To Whom It May Concern,

I am writing to explain why I have left Question 2 unanswered on the enclosed Census form. My objections to the question are two-fold.

Firstly, the phrasing of the question. “What is your sex?” is problematic as it unclear what precisely is meant by “sex”, and the manner in which this is usually decided at birth relies entirely on the appearance of one's genitals. I hope you can appreciate that I consider this to be too intrusive and personal a question to ask. Also, I believe that formal guidance given to the transgender community has clarified that transsexual people are explicitly permitted to select the option that reflects their “acquired” gender regardless of whether they possess a Gender Recognition Certificate or not. Thus I find the decision not to phrase the question in terms of gender, thereby bypassing the awkward question as to what is someone's “true” sex, both baffling and disappointing.

Assuming that the intended question is “What is your gender?” leads me to my second objection. The two given options, “male” or “female”, are too restrictive. Once one acknowledges that a person's gender may differ from that assigned to them by their outward appearance, it is hardly surprising to realise that their gender may differ from either of the two most commonly recognised sexes.
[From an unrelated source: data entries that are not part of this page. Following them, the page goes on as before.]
// Integration tests for layered configuration files

use std::fs;

use korth_spirit::config::{AggregateConfig, ConfigError, ConfigLayer};
use korth_spirit::Coordinates;

#[test]
fn test_template_round_trips_through_file() {
    let dir = tempfile::tempdir().unwrap();
    let path = dir.path().join("nested").join("config.toml");

    ConfigLayer::template().save(&path).unwrap();
    let loaded = ConfigLayer::load(&path).unwrap();

    assert_eq!(loaded, ConfigLayer::template());
}

#[test]
fn test_missing_file_is_skipped() {
    let dir = tempfile::tempdir().unwrap();
    let config = AggregateConfig::new()
        .with_file(&dir.path().join("absent.toml"))
        .unwrap();

    assert_eq!(config.origins().count(), 0);
    assert!(matches!(config.bot_name(), Err(ConfigError::Missing(_))));
}

#[test]
fn test_malformed_file_is_an_error() {
    let dir = tempfile::tempdir().unwrap();
    let path = dir.path().join("config.toml");
    fs::write(&path, "citizen_number = \"not a number\"\n").unwrap();

    let err = AggregateConfig::new().with_file(&path).unwrap_err();
    assert!(matches!(err, ConfigError::Parse { .. }));
}

#[test]
fn test_overrides_beat_file_values() {
    let dir = tempfile::tempdir().unwrap();
    let path = dir.path().join("config.toml");
    fs::write(
        &path,
        r#"
bot_name = "FileBot"
citizen_number = 1234
password = "from-file"
world_name = "Alpha"

[world_coordinates]
x = 100
y = 0
z = 200
"#,
    )
    .unwrap();

    let overrides = ConfigLayer {
        world_name: Some("Beta".to_string()),
        ..Default::default()
    };
    let config = AggregateConfig::new()
        .with_layer("command line", overrides)
        .with_file(&path)
        .unwrap();

    let bot = config.resolve().unwrap();
    assert_eq!(bot.bot_name, "FileBot");
    assert_eq!(bot.citizen_number, 1234);
    assert_eq!(bot.world_name, "Beta");
    assert_eq!(bot.coordinates, Coordinates::new(100, 0, 200));
    assert_eq!(bot.universe.host, "auth.activeworlds.com");
}
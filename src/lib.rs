//! Typed bindings and a small bot runner for the Active Worlds SDK.
//!
//! ```no_run
//! use std::sync::Arc;
//! use korth_spirit::{Coordinates, Instance, NativeSdk, Sdk, Universe};
//!
//! # fn main() -> korth_spirit::Result<()> {
//! let sdk: Arc<dyn Sdk> = Arc::new(NativeSdk::load("aw64.dll")?);
//! sdk.init(korth_spirit::sdk::AW_BUILD)?;
//! let mut bot = Instance::create(sdk.clone(), "Korth", &Universe::default())?;
//! bot.login(318855, "password")?
//!     .enter_world("AWTeen")?
//!     .move_to(Coordinates::new(0, 0, 0))?;
//! bot.say("Hello!")?;
//! # Ok(())
//! # }
//! ```

pub mod avatar;
pub mod config;
pub mod coords;
pub mod data;
pub mod error;
pub mod events;
pub mod instance;
pub mod logging;
pub mod query;
pub mod runner;
pub mod sdk;
pub mod world;

pub use avatar::Avatar;
pub use coords::Coordinates;
pub use data::{AddressData, CellObject, LoginData, StateChangeData};
pub use error::{Error, Result};
pub use events::{Event, EventBus, EventEnvelope, SubscriptionId};
pub use instance::{AvatarLookup, Instance, Universe};
pub use query::Query;
pub use sdk::{Attribute, AttributeValue, EventKind, FakeSdk, NativeSdk, Sdk, ValueKind};
pub use world::{ServerAttribute, World, WorldObject, WorldScan};
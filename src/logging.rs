use std::fs::{self, File, OpenOptions};
use std::io::{self, BufWriter};
use std::path::{Path, PathBuf};

use tracing_appender::non_blocking::WorkerGuard;
use tracing_subscriber::{fmt, layer::SubscriberExt, util::SubscriberInitExt, EnvFilter};

const MAX_LOG_SIZE: u64 = 1024 * 1024; // 1MB

/// Filter used when `RUST_LOG` is unset. Each `-d` raises the level.
pub fn default_filter(debug: u8) -> &'static str {
    match debug {
        0 => "info",
        1 => "debug",
        _ => "trace",
    }
}

fn env_filter(debug: u8) -> EnvFilter {
    EnvFilter::try_from_default_env().unwrap_or_else(|_| EnvFilter::new(default_filter(debug)))
}

/// Initialize logging for a component.
///
/// With `file_logging` set, output also goes to
/// `<data dir>/logs/<component>.log`, which is emptied once it grows past
/// 1MB. The returned guard must be kept alive for the duration of the
/// program.
pub fn init_logging(
    component_name: &str,
    debug: u8,
    file_logging: bool,
) -> io::Result<Option<WorkerGuard>> {
    if !file_logging {
        tracing_subscriber::fmt()
            .with_env_filter(env_filter(debug))
            .init();
        return Ok(None);
    }

    let log_dir = log_directory()?;
    fs::create_dir_all(&log_dir)?;
    let log_path = log_dir.join(format!("{}.log", component_name));
    truncate_if_needed(&log_path)?;

    let file = OpenOptions::new()
        .create(true)
        .append(true)
        .open(&log_path)?;
    let (non_blocking_file, guard) = tracing_appender::non_blocking(BufWriter::new(file));

    tracing_subscriber::registry()
        .with(env_filter(debug))
        .with(fmt::layer().with_writer(io::stdout).with_ansi(true))
        .with(
            fmt::layer()
                .with_writer(non_blocking_file)
                .with_ansi(false)
                .with_target(true),
        )
        .init();

    tracing::info!("Logging to file: {}", log_path.display());
    Ok(Some(guard))
}

fn log_directory() -> io::Result<PathBuf> {
    let dirs = directories::ProjectDirs::from("", "", "korth-spirit")
        .ok_or_else(|| io::Error::new(io::ErrorKind::NotFound, "Failed to find home directory"))?;
    Ok(dirs.data_dir().join("logs"))
}

fn truncate_if_needed(log_path: &Path) -> io::Result<()> {
    match fs::metadata(log_path) {
        Ok(metadata) if metadata.len() > MAX_LOG_SIZE => {
            File::create(log_path)?;
            Ok(())
        }
        Ok(_) => Ok(()),
        Err(e) if e.kind() == io::ErrorKind::NotFound => Ok(()),
        Err(e) => Err(e),
    }
}

#[cfg(test)]
mod tests {
    use super::*;
    use std::io::Write;

    #[test]
    fn test_default_filter_levels() {
        assert_eq!(default_filter(0), "info");
        assert_eq!(default_filter(1), "debug");
        assert_eq!(default_filter(4), "trace");
    }

    #[test]
    fn test_truncate_only_large_files() {
        let dir = tempfile::tempdir().unwrap();
        let small = dir.path().join("small.log");
        let large = dir.path().join("large.log");
        fs::write(&small, b"keep me").unwrap();
        let mut file = File::create(&large).unwrap();
        file.write_all(&vec![b'x'; MAX_LOG_SIZE as usize + 1]).unwrap();
        drop(file);

        truncate_if_needed(&small).unwrap();
        truncate_if_needed(&large).unwrap();
        truncate_if_needed(&dir.path().join("missing.log")).unwrap();

        assert_eq!(fs::read(&small).unwrap(), b"keep me");
        assert_eq!(fs::metadata(&large).unwrap().len(), 0);
    }
}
Or that they may be unsure as to what their true gender is, and not wish to just answer based on social expectations. In other words, it is both simplistic and erroneous to assume that gender is a binary, as Western society does, and insisting that everyone has to fit into one of these two “boxes” (“male” or “female”) is discriminatory. While it might be anticipated that the number of people in Britain today who would identify as a non-binary gender is small, the truth is we will never know unless efforts are made to begin to collect this data. I feel that the 2011 Census missed an opportunity to do this.